Le concerné lui répondit d'un silence qu'elle ne sût interpréter. Et lorsqu'il passa une main sur sa nuque afin de la masser il tenta de placarder une explication sur sa fâcheuse situation :
— C'est… compliqué.
Ah.
Elle acquiesça d'un vague hochement de tête, tandis que son regard se portait sur le lointain.
Des secondes passèrent, des minutes s'écoulèrent, puis enfin :
— Vous allez bien, Capitaine ?
Ah. Tombait enfin la question, cette question à laquelle il fallait trouver une réponse réconfortante pour ne pas inquiéter, pour ne pas attirer la pitié ou la sympathie injustifiée.
Dam chercha ses mots longtemps, ouvrit la bouche pour rassurer l'artilleur mais ses lèvres tressautèrent et des sanglots remontèrent le long de sa gorge. Des larmes perlaient au coin de son œil intact, tandis que le second recouvert de compresses lui tirait de plus en plus.
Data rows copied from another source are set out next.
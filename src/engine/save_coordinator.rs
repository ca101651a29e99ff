// ==========================================
// 制造运营管理系统 - 两阶段保存协调器
// ==========================================
// 阶段1: create_work_order → 父工单ID
// 阶段2: 为全部明细盖章父工单ID → create_work_order_details（一次批量）
// 状态: Idle → Saving(phase1) → Saving(phase2) → Succeeded | FailedPhase1 | FailedPhase2
// ==========================================
// 红线:
// - 阶段1未确认成功前绝不发起阶段2
// - 同一时刻只允许一次保存
// - 跨记录不保证原子性：阶段2失败时父工单保留、明细未提交（由对账任务清理）
// - 不自动重试
// ==========================================

use std::future::Future;
use std::sync::atomic::{AtomicBool, Ordering};
use std::sync::{Arc, Mutex, PoisonError};
use std::time::Duration;

use crate::domain::credentials::Credentials;
use crate::engine::draft::WorkOrderDraft;
use crate::engine::error::{FailureReason, SaveOutcome, SavePhase, SaveRejected, SaveState};
use crate::engine::notification::{LoadingGate, Notification, NotificationSink};
use crate::remote::{RemoteResult, WorkOrderRemote};

/// 保存参数
#[derive(Debug, Clone, Copy, PartialEq, Eq)]
pub struct SaveConfig {
    /// 单次远程调用超时
    pub remote_timeout: Duration,
    /// 是否携带 client_ref（服务端据此去重）
    pub idempotent_create: bool,
}

impl Default for SaveConfig {
    fn default() -> Self {
        Self {
            remote_timeout: Duration::from_millis(15_000),
            idempotent_create: true,
        }
    }
}

// ==========================================
// BusyGuard - 忙碌标记守卫
// ==========================================
// 离开作用域时（含 panic 展开）清除保存标记并关闭加载门控
struct BusyGuard<'a> {
    saving: &'a AtomicBool,
    loading: &'a dyn LoadingGate,
}

impl<'a> BusyGuard<'a> {
    fn engage(saving: &'a AtomicBool, loading: &'a dyn LoadingGate) -> Self {
        loading.set_busy(true);
        Self { saving, loading }
    }
}

impl Drop for BusyGuard<'_> {
    fn drop(&mut self) {
        self.saving.store(false, Ordering::SeqCst);
        self.loading.set_busy(false);
    }
}

// ==========================================
// SaveTransactionCoordinator
// ==========================================
pub struct SaveTransactionCoordinator {
    remote: Arc<dyn WorkOrderRemote>,
    notifier: Arc<dyn NotificationSink>,
    loading: Arc<dyn LoadingGate>,
    config: SaveConfig,
    state: Mutex<SaveState>,
    saving: AtomicBool,
}

impl SaveTransactionCoordinator {
    pub fn new(
        remote: Arc<dyn WorkOrderRemote>,
        notifier: Arc<dyn NotificationSink>,
        loading: Arc<dyn LoadingGate>,
        config: SaveConfig,
    ) -> Self {
        Self {
            remote,
            notifier,
            loading,
            config,
            state: Mutex::new(SaveState::Idle),
            saving: AtomicBool::new(false),
        }
    }

    pub fn state(&self) -> SaveState {
        self.state.lock().unwrap_or_else(PoisonError::into_inner).clone()
    }

    pub fn is_saving(&self) -> bool {
        self.saving.load(Ordering::SeqCst)
    }

    pub fn config(&self) -> SaveConfig {
        self.config
    }

    fn set_state(&self, state: SaveState) {
        tracing::debug!(state = ?state, "保存状态变更");
        *self.state.lock().unwrap_or_else(PoisonError::into_inner) = state;
    }

    /// 执行两阶段保存
    ///
    /// # 返回
    /// - Ok(SaveOutcome): 本次保存的结果（失败也在此，已通知并复位忙碌标记）
    /// - Err(SaveRejected): 保存进行中或已成功保存，未发出任何远程调用
    #[tracing::instrument(skip_all, fields(user_id = %credentials.user_id))]
    pub async fn save(
        &self,
        credentials: &Credentials,
        draft: &WorkOrderDraft,
    ) -> Result<SaveOutcome, SaveRejected> {
        if self
            .saving
            .compare_exchange(false, true, Ordering::SeqCst, Ordering::SeqCst)
            .is_err()
        {
            tracing::warn!("保存进行中，忽略重复提交");
            return Err(SaveRejected::InProgress);
        }
        if self.state().is_succeeded() {
            self.saving.store(false, Ordering::SeqCst);
            return Err(SaveRejected::AlreadySaved);
        }

        let busy = BusyGuard::engage(&self.saving, self.loading.as_ref());
        let outcome = self.run(credentials, draft).await;
        drop(busy);

        self.report(&outcome);
        Ok(outcome)
    }

    async fn run(&self, credentials: &Credentials, draft: &WorkOrderDraft) -> SaveOutcome {
        // ===== 阶段1: 创建父工单 =====
        self.set_state(SaveState::Saving {
            phase: SavePhase::CreateWorkOrder,
        });

        let mut payload = draft.work_order_snapshot();
        if !self.config.idempotent_create {
            payload.client_ref = None;
        }

        let phase1 = self
            .call(
                SavePhase::CreateWorkOrder,
                self.remote.create_work_order(credentials, &payload),
            )
            .await
            .and_then(|id| {
                if id.trim().is_empty() {
                    Err(FailureReason::EmptyResult {
                        message: Some("empty work order id".to_string()),
                    })
                } else {
                    Ok(id)
                }
            });

        let work_order_id = match phase1 {
            Ok(id) => id,
            Err(reason) => {
                self.set_state(SaveState::FailedPhase1 {
                    reason: reason.clone(),
                });
                return SaveOutcome::FailedPhase1 { reason };
            }
        };

        draft.work_order().mark_persisted(work_order_id.clone());
        tracing::info!(work_order_id = %work_order_id, "阶段1完成，父工单已创建");

        // ===== 阶段2: 盖章并批量创建明细 =====
        self.set_state(SaveState::Saving {
            phase: SavePhase::CreateDetails,
        });

        let details = draft.editor().stamp_parent(&work_order_id);
        let phase2 = self
            .call(
                SavePhase::CreateDetails,
                self.remote
                    .create_work_order_details(credentials, &work_order_id, &details),
            )
            .await;

        match phase2 {
            Ok(_) => {
                self.set_state(SaveState::Succeeded {
                    work_order_id: work_order_id.clone(),
                    detail_count: details.len(),
                });
                SaveOutcome::Succeeded {
                    work_order_id,
                    details,
                }
            }
            Err(reason) => {
                tracing::warn!(
                    work_order_id = %work_order_id,
                    "明细保存失败，父工单已持久化且无明细"
                );
                self.set_state(SaveState::FailedPhase2 {
                    work_order_id: work_order_id.clone(),
                    reason: reason.clone(),
                });
                SaveOutcome::FailedPhase2 {
                    work_order_id,
                    details,
                    reason,
                }
            }
        }
    }

    /// 带超时的远程调用；result 缺失视为失败
    async fn call<T, F>(&self, phase: SavePhase, request: F) -> Result<T, FailureReason>
    where
        F: Future<Output = RemoteResult<T>>,
    {
        let timeout = self.config.remote_timeout;
        let reason = match tokio::time::timeout(timeout, request).await {
            Err(_) => FailureReason::timeout(timeout),
            Ok(Err(e)) => FailureReason::Transport(e.to_string()),
            Ok(Ok(response)) => match response.result {
                Some(value) => return Ok(value),
                None => FailureReason::EmptyResult {
                    message: response.message,
                },
            },
        };

        tracing::error!(phase = %phase, reason = %reason, "远程调用失败");
        Err(reason)
    }

    fn report(&self, outcome: &SaveOutcome) {
        let notification = match outcome {
            SaveOutcome::Succeeded {
                work_order_id,
                details,
            } => {
                let count = details.len().to_string();
                Notification::success_with(
                    "work_order.notify.save_success",
                    &[
                        ("work_order_id", work_order_id.as_str()),
                        ("count", count.as_str()),
                    ],
                )
            }
            SaveOutcome::FailedPhase1 { reason } => {
                let reason = reason.to_string();
                Notification::danger_with(
                    "work_order.notify.phase1_failed",
                    &[("reason", reason.as_str())],
                )
            }
            SaveOutcome::FailedPhase2 {
                work_order_id,
                reason,
                ..
            } => {
                let reason = reason.to_string();
                Notification::danger_with(
                    "work_order.notify.phase2_failed",
                    &[
                        ("work_order_id", work_order_id.as_str()),
                        ("reason", reason.as_str()),
                    ],
                )
            }
        };
        self.notifier.show(notification);
    }
}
Aussitôt, elle porta une main à sa bouche afin d'empêcher la trahison de ses paroles. Le regard de Rica pesait sur ses épaules, sur un dos courbé par des sentiments lourds dont elle ne parvenait pas à se débarrasser.
Retenir. Ravaler. Refouler. Cacher. Dissimuler. Enterrer.
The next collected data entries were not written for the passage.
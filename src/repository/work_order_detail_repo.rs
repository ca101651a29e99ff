use crate::domain::work_order::WorkOrderDetail;
use crate::repository::error::{RepositoryError, RepositoryResult};
use crate::repository::DATETIME_FORMAT;
use chrono::NaiveDateTime;
use rusqlite::{params, Connection};
use std::sync::{Arc, Mutex};

// ==========================================
// WorkOrderDetailRepository - 工单明细仓储
// ==========================================
pub struct WorkOrderDetailRepository {
    conn: Arc<Mutex<Connection>>,
}

impl WorkOrderDetailRepository {
    /// 创建新的WorkOrderDetailRepository实例
    pub fn new(conn: Arc<Mutex<Connection>>) -> Self {
        Self { conn }
    }

    /// 获取数据库连接
    fn get_conn(&self) -> RepositoryResult<std::sync::MutexGuard<Connection>> {
        self.conn
            .lock()
            .map_err(|e| RepositoryError::LockError(e.to_string()))
    }

    /// 批量写入某工单的明细，并标记该工单的明细已提交（单事务，全部成功或全部回滚）
    ///
    /// # 参数
    /// - `work_order_id`: 父工单ID；每行明细的父工单ID必须与之一致
    /// - `details`: 按集合顺序写入 seq_no；允许为空（仍会标记提交）
    /// - `committed_at`: 提交时间
    ///
    /// # 返回
    /// - `Ok(ids)`: 新明细ID，与入参顺序一致
    pub fn insert_batch(
        &self,
        work_order_id: &str,
        details: &[WorkOrderDetail],
        committed_at: NaiveDateTime,
    ) -> RepositoryResult<Vec<String>> {
        let mut conn = self.get_conn()?;
        let tx = conn
            .transaction()
            .map_err(|e| RepositoryError::DatabaseTransactionError(e.to_string()))?;

        let marked = tx.execute(
            "UPDATE work_order SET details_committed_at = ? WHERE work_order_id = ?",
            params![committed_at.format(DATETIME_FORMAT).to_string(), work_order_id],
        )?;
        if marked == 0 {
            return Err(RepositoryError::NotFound {
                entity: "WorkOrder".to_string(),
                id: work_order_id.to_string(),
            });
        }

        let mut ids = Vec::with_capacity(details.len());
        {
            let mut stmt = tx.prepare(
                r#"INSERT INTO work_order_detail (
                    work_order_detail_id, work_order_id, master_production_schedule_id, seq_no,
                    note, projected_production, actual_production, faulty_products,
                    actual_production_price, faulty_product_price
                ) VALUES (?, ?, ?, ?, ?, ?, ?, ?, ?, ?)"#,
            )?;

            for (seq_no, detail) in details.iter().enumerate() {
                if detail.work_order_id.as_deref() != Some(work_order_id) {
                    return Err(RepositoryError::FieldValueError {
                        field: "work_order_id".to_string(),
                        message: format!("第{}行明细不属于工单{}", seq_no + 1, work_order_id),
                    });
                }

                let detail_id = uuid::Uuid::new_v4().to_string();
                stmt.execute(params![
                    &detail_id,
                    work_order_id,
                    &detail.master_production_schedule_id,
                    seq_no as i64,
                    &detail.note,
                    detail.projected_production,
                    detail.actual_production,
                    detail.faulty_products,
                    detail.actual_production_price,
                    detail.faulty_product_price,
                ])?;
                ids.push(detail_id);
            }
        }

        tx.commit()
            .map_err(|e| RepositoryError::DatabaseTransactionError(e.to_string()))?;

        Ok(ids)
    }

    /// 查询某工单的全部明细（按 seq_no 升序）
    pub fn find_by_work_order(&self, work_order_id: &str) -> RepositoryResult<Vec<WorkOrderDetail>> {
        let conn = self.get_conn()?;

        let mut stmt = conn.prepare(
            r#"SELECT work_order_detail_id, work_order_id, master_production_schedule_id,
                      note, projected_production, actual_production, faulty_products,
                      actual_production_price, faulty_product_price
               FROM work_order_detail
               WHERE work_order_id = ?
               ORDER BY seq_no"#,
        )?;

        let details = stmt
            .query_map(params![work_order_id], |row| {
                Ok(WorkOrderDetail {
                    key: Default::default(),
                    work_order_detail_id: Some(row.get(0)?),
                    work_order_id: Some(row.get(1)?),
                    master_production_schedule_id: row.get(2)?,
                    note: row.get(3)?,
                    projected_production: row.get(4)?,
                    actual_production: row.get(5)?,
                    faulty_products: row.get(6)?,
                    actual_production_price: row.get(7)?,
                    faulty_product_price: row.get(8)?,
                })
            })?
            .collect::<Result<Vec<WorkOrderDetail>, _>>()?;

        Ok(details)
    }
}
//! Writers for the `get_tpl` output contract.
//!
//! A matched template prints as its bare name on one line. When nothing
//! matches, the supplied fields print as a pretty JSON object mapping each
//! field name to its detected type tag; with no fields at all that
//! degenerates to `{}`. Writers take any `Write` so tests capture into
//! buffers.

use std::collections::BTreeMap;
use std::io::Write;

use crate::core::FieldType;

/// Write the matched template name as a single plain-text line
pub fn write_match<W: Write>(writer: &mut W, name: &str) -> anyhow::Result<()> {
    writeln!(writer, "{name}")?;
    Ok(())
}

/// Write the per-field type report as a pretty-printed JSON object
pub fn write_type_report<W: Write>(
    writer: &mut W,
    report: &BTreeMap<String, FieldType>,
) -> anyhow::Result<()> {
    let json = serde_json::to_string_pretty(report)?;
    writeln!(writer, "{json}")?;
    Ok(())
}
Il fallait retenir, ravaler, refouler puis cacher, dissimuler, enterrer les peurs pour tenir le cap et apaiser tous ceux qui comptaient sur elle. Un Capitaine ne s'effondrait jamais, il restait immuable et indestructible.
Une main chaude se posa sur son épaule tremblante, Rica essayait de lui sourire.
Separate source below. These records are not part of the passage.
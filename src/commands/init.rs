use anyhow::Result;

use crate::config::Config;

/// Starter records written by `fieldmap init`
const STARTER_TEMPLATES: &str = r#"[
  { "name": "User Data", "login": "email", "tel": "phone" },
  { "name": "Order Form", "customer": "text", "order_id": "text", "order_date": "date", "contact": "phone" },
  { "name": "Information Request", "customer_name": "text", "customer_email": "email", "feedback_date": "date", "comments": "text" },
  { "name": "Feedback", "requester_name": "text", "requester_email": "email", "request_date": "date", "message": "text" }
]
"#;

/// Create a starter template store at the configured path
pub fn init_store(force: bool) -> Result<()> {
    let config = Config::load()?;
    let store_path = config.store_path;

    if store_path.exists() && !force {
        anyhow::bail!("Template store already exists. Use --force to overwrite.");
    }

    std::fs::write(&store_path, STARTER_TEMPLATES)?;
    println!("Created template store at {}", store_path.display());

    Ok(())
}
//! Template matching against classified input fields.

use log::debug;
use std::collections::BTreeMap;

use super::classify::detect_type;
use super::Template;

/// Score every template against the input fields and return the name of the
/// best match, if any.
///
/// A template earns one point per input field whose detected type agrees
/// with the expected type the template records under the same name; fields
/// the template does not mention are ignored. A single disagreement
/// invalidates the template outright and its partial score is discarded.
/// Among valid templates the strictly highest score wins, and on ties the
/// template that reached the score first (in `templates` order, which is
/// store file order) keeps it. The winner must score above zero, so a
/// template with no overlapping fields never matches.
pub fn find_best_match<'a>(
    input_fields: &BTreeMap<String, String>,
    templates: &'a [Template],
) -> Option<&'a str> {
    let mut best_match = None;
    let mut max_score = 0;

    for template in templates {
        let mut score = 0;
        let mut valid = true;

        for (field_name, value) in input_fields {
            if let Some(expected_type) = template.fields.get(field_name) {
                let actual_type = detect_type(value);
                if actual_type == *expected_type {
                    score += 1;
                } else {
                    valid = false;
                    break;
                }
            }
        }

        if !valid {
            debug!("template '{}' rejected on type mismatch", template.name);
            continue;
        }

        debug!("template '{}' scored {}", template.name, score);
        if score > max_score {
            max_score = score;
            best_match = Some(template.name.as_str());
        }
    }

    best_match
}
use anyhow::Result;
use log::{debug, warn};
use std::io;

use crate::cli::parse_fields;
use crate::config::Config;
use crate::core::classify::detect_type;
use crate::core::matcher::find_best_match;
use crate::io::output;
use crate::io::store;

/// Run the `get_tpl` command: load the store, match the supplied fields,
/// and print either the winning template name or the type report.
pub fn handle_get_tpl(raw_fields: &[String]) -> Result<()> {
    let config = Config::load()?;
    let contents = store::load_templates(&config.store_path)?;
    for issue in &contents.issues {
        warn!("skipping store record {}: {}", issue.index, issue.reason);
    }

    let input_fields = parse_fields(raw_fields);
    debug!(
        "matching {} field(s) against {} template(s)",
        input_fields.len(),
        contents.templates.len()
    );

    let stdout = io::stdout();
    let mut writer = stdout.lock();

    match find_best_match(&input_fields, &contents.templates) {
        Some(name) => output::write_match(&mut writer, name),
        None => {
            let report = input_fields
                .iter()
                .map(|(name, value)| (name.clone(), detect_type(value)))
                .collect();
            output::write_type_report(&mut writer, &report)
        }
    }
}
— Je comprends, tout le monde comprend.
Dans un mouvement brusque, Dam se dégagea. Non, elle ne voulait pas entendre ces mots-ci. Personne ne comprenait car personne n'était aussi responsable qu'elle sur ce navire. Le Capitaine prenait les décisions, et il devait les assumer. Le Capitaine devait…
Une soudaine nausée secoua le corps malade de la violette.
— Excuse-moi… Va plutôt rejoindre les autres, d'accord ?
Elle coupa court à la discussion, et s'enfonça à nouveau dans les ténèbres.
Sur le pont, le sourire de Rica se fana, une petite boule de poils se glissa à ses côtés et un grognement peu aimable lui échappa.
— C'est ça votre Capitaine ?
L'artilleur posa son regard sur la mink, incertain.
— C'est la première fois que je la vois aussi…
— Pathétique ? Fragile ? Faible ?
— Humaine.
Les sourcils de l'enfant louve se haussèrent tandis que le blond fixait la porte par laquelle Dam s'était enfuie.
— Depuis que j'ai rejoint l'équipage, Dam, Bob et Strain m'ont toujours semblés si forts, intouchables même. Il leur arrivait de s'énerver, de hausser le ton mais jamais de se montrer sous un jour aussi accessible. Kostas et moi nous admirions beaucoup ce côté-là chez eux, cette manière si naturelle d'accepter les évènements, de se détacher des choses et de prendre la vie avec légèreté. Pas un seul instant nous n'aurions pu imaginer qu'ils…
Le restant de sa phrase mourut dans sa gorge, et la petite mink redressa la tête, intriguée.
— Tu es déçu ?
— Non… Non, au contraire. Tu vas peut-être trouver ma façon de penser un peu… Comment dire…
— Crache le morceau, humain Rica.
— … Rassurant ?
Elle le dévisagea d'un drôle d'air, puis des rougeurs colorèrent le visage blafard de l'artilleur.
— N'est-ce-pas pervers d'être rassuré que ceux que nous croyions surhumains ne soient finalement que des hommes et des femmes avec leurs propres limites et faiblesses ? Je me dis que c'est étrange de trouver du bonheur dans la douleur d'autrui et pourtant, en un sens, j'ai la soudaine impression que je me suis rapprochée de ma Capitaine. Jusqu'à présent, Kostas et moi suivions Dam et ses amis pour des raisons futiles, et peut-être même malhonnêtes, parce que nous pensions qu'être pirates nous aiderait avec les femmes. À aucun moment je n'ai pensé être utile pour mon équipage, je me suis toujours laissé porter par les évènements. À présent, je sais que ma Capitaine n'est pas une sorte de Déesse invulnérable, je sais qu'elle est humaine tout comme moi et que je peux donc agir pour la soutenir, de la même manière qu'elle m'a supporté et protégé au fil de ces dernières années.
Et tandis qu'un sourire éclairait le visage de Rica, la mink à ses côtés jeta un tout nouveau regard sur la porte en bois qui s'ouvrait sur des ombres intrigantes.
J'ai encore fais un virage à 180° au court de ce chapitre !
J'espère qu'il vous plaît malgré tout.